## Exercise aim
What lines in the entries below contain the word "that"? Copy all of them.

------ Given data

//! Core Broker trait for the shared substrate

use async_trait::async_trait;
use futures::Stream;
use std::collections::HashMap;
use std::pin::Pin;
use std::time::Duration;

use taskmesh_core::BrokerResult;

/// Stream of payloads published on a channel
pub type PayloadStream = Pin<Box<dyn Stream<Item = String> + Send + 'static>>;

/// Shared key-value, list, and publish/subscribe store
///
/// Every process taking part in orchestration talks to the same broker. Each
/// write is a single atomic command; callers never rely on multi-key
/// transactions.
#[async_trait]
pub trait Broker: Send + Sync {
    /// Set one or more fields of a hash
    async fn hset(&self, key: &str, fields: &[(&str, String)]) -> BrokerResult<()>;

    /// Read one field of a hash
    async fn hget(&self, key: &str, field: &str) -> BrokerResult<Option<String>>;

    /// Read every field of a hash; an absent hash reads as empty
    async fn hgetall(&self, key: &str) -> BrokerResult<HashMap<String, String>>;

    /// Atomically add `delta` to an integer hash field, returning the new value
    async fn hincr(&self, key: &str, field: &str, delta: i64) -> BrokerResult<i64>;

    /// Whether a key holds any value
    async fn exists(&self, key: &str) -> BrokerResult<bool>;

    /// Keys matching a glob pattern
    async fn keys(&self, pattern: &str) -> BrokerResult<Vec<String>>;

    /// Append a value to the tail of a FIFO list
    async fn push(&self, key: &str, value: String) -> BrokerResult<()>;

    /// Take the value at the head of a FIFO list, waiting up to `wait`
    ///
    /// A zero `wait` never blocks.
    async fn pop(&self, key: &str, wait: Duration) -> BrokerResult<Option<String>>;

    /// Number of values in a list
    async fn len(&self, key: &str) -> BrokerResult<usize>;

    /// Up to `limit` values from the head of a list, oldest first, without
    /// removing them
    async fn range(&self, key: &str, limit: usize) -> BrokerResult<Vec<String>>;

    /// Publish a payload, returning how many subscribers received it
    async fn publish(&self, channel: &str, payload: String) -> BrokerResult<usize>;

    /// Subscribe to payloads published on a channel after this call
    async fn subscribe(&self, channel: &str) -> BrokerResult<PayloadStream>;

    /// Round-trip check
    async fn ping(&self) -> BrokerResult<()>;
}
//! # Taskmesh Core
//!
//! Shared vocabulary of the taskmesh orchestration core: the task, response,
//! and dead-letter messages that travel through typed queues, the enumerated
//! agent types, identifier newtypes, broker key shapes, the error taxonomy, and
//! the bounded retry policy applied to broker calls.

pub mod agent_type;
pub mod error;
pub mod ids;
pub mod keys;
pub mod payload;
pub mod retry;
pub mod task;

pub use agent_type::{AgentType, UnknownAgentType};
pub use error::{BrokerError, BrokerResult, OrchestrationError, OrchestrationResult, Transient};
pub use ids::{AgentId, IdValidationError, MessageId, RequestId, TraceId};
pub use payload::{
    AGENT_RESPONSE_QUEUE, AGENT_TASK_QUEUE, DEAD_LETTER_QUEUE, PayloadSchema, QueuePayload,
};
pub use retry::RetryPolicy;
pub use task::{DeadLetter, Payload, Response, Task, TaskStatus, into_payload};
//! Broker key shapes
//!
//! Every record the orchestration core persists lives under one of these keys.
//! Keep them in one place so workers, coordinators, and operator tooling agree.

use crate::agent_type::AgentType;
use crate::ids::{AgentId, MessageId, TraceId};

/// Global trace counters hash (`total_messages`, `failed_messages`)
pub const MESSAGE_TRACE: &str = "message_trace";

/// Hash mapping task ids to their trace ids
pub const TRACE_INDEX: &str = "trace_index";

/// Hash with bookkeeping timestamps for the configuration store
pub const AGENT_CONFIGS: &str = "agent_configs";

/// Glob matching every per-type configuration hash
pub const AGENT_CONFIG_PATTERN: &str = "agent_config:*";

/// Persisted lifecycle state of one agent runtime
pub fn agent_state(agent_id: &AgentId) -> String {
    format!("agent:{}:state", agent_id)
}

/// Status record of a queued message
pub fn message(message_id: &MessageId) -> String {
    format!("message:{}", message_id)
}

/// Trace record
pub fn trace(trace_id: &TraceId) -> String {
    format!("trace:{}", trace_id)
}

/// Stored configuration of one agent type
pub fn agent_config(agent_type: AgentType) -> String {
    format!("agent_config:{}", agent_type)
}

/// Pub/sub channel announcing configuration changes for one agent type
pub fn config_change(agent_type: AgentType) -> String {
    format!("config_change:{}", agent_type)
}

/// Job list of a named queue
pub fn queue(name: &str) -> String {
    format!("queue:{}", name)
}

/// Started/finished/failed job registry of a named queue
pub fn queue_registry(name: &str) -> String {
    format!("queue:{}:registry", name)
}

------------
------ Given data

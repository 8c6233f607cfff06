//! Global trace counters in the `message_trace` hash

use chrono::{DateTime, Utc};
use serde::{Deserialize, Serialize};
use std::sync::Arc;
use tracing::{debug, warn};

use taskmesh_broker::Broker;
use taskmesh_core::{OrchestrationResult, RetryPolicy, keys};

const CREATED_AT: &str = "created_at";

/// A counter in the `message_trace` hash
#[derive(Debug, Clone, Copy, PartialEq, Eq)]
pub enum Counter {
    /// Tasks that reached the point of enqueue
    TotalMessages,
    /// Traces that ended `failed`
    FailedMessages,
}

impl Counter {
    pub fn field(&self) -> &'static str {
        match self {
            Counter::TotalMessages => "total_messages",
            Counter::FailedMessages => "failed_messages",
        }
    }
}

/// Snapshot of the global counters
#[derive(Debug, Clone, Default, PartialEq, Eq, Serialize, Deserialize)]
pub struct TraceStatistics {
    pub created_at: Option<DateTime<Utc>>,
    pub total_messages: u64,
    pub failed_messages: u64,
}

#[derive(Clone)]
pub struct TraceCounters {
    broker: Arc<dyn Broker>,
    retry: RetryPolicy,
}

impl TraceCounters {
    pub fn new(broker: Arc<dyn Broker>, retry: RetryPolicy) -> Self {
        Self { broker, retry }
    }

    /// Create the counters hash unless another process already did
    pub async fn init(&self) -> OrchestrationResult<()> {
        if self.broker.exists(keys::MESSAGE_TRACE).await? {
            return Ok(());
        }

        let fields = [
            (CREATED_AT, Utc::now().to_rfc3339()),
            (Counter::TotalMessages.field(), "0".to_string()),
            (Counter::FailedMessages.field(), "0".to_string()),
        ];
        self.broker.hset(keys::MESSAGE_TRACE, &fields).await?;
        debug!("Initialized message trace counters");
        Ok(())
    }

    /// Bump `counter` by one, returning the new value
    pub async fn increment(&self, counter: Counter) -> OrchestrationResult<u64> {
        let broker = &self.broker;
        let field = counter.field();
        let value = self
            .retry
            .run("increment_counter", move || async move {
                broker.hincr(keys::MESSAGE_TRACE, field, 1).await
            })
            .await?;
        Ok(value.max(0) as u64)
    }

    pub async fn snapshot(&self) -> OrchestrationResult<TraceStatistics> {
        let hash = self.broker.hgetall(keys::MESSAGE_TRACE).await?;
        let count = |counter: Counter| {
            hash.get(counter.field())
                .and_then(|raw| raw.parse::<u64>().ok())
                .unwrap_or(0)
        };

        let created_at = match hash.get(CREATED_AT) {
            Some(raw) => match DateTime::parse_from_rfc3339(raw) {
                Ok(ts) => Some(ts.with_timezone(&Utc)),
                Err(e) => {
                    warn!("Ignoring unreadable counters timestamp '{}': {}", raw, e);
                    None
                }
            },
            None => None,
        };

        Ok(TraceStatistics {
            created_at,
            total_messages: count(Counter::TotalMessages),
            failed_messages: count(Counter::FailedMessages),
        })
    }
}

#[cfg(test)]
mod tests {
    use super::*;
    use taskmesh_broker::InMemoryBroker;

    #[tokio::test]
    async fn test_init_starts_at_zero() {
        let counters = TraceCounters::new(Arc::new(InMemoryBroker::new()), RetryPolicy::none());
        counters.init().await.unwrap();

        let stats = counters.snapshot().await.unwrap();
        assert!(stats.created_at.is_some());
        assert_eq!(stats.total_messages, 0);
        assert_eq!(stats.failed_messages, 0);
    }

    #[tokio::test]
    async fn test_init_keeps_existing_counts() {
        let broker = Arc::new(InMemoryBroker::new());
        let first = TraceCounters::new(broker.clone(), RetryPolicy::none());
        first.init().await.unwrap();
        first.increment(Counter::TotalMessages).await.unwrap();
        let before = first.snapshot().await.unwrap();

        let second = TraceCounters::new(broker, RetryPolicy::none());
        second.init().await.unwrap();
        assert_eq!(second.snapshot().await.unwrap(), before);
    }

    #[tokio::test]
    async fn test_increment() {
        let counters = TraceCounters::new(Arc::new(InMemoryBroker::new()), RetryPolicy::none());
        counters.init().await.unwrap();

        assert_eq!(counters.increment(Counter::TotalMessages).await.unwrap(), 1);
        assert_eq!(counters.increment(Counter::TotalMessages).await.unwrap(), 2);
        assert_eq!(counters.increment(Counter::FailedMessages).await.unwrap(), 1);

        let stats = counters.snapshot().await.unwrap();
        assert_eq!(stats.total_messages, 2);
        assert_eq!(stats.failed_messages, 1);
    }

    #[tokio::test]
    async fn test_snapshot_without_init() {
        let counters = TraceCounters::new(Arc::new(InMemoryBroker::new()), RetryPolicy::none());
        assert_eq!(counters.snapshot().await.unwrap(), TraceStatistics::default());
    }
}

------------

## Result
//! and dead-letter messages that travel through typed queues, the enumerated
    /// Tasks that reached the point of enqueue
    /// Traces that ended `failed`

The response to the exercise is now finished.